Many ships can break through a small camp if fitted and flown well. A few ships are challenging for even a large, well-set-up camp.
- Shuttles have built-in interdiction nullification and can align in less than 2 seconds with good Navigation skills. They are functionally immune to any gate camp that doesn't use smartbombs, but extremely vulnerable to smartbombs.
- Fleet interceptors can fit interdiction nullifiers, a basic tank, and enough agility modules to align in less than 2 seconds.
- Blockade runners can warp cloaked and fit interdiction nullifiers.

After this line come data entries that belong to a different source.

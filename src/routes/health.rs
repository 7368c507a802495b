//! Health, readiness and metrics endpoints.

use std::sync::Arc;

use axum::{extract::State, http::header, response::IntoResponse, Json};
use serde_json::json;

use crate::metrics::encode_metrics;
use crate::state::AppState;

/// Health check with batch totals
///
/// GET /health
pub async fn health(State(state): State<Arc<AppState>>) -> impl IntoResponse {
    let totals = state.batcher.metrics().snapshot();

    Json(json!({
        "status": "healthy",
        "uptime": format!("{:?}", state.started_at.elapsed()),
        "total_requests": totals.total_requests,
        "total_batches": totals.total_batches,
        "avg_batch_size": totals.avg_batch_size,
    }))
}

/// Ready check (for Kubernetes); 200 whenever requests are being accepted
///
/// GET /ready
pub async fn ready() -> impl IntoResponse {
    Json(json!({ "status": "ready" }))
}

/// Prometheus text exposition
///
/// GET /metrics
pub async fn metrics() -> impl IntoResponse {
    (
        [(header::CONTENT_TYPE, "text/plain; version=0.0.4")],
        encode_metrics(),
    )
}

- Deep space transports can fit interdiction nullifiers and micro jump drives. They also get big bonuses to the effects of overheating propulsion modules and tank modules, letting them shrug off lots of damage and flee out of bubbles or crash gate quickly.
- Jump freighters can ignore the gate network and teleport themselves around the galaxy—but they require ISK, SP, and substantial intel and infrastructure support.
Fast alignment is very handy for escaping camps that do not use bubbles. In fitting for alignment times, remember that alignment times only matter at the game's "tick rate", the 1-second communication between client and server: a ship with a 2.01-second alignment time and a ship with a 2.99-second alignment time will both functionally align in 3 seconds.
High speed is useful for burning out of bubbles. Microwarpdrives are excellent for this unless or until you get warp-scrambled. Oversized afterburners are good for this and are immune to warp scrambling, but take a little while to get up to speed and don't corner well.
A prototype cloak and an MWD will let a slow ship perform the cloak trick.
Warp stabilizers will let a ship shrug off some types of tackle, but do not nullify the effects of bubbles. Interdiction nullifiers nullify the effects of bubbles but do nothing about tackle from ships that have locked onto you.
A strong buffer or burst-active tank is useful if you want to crash gate.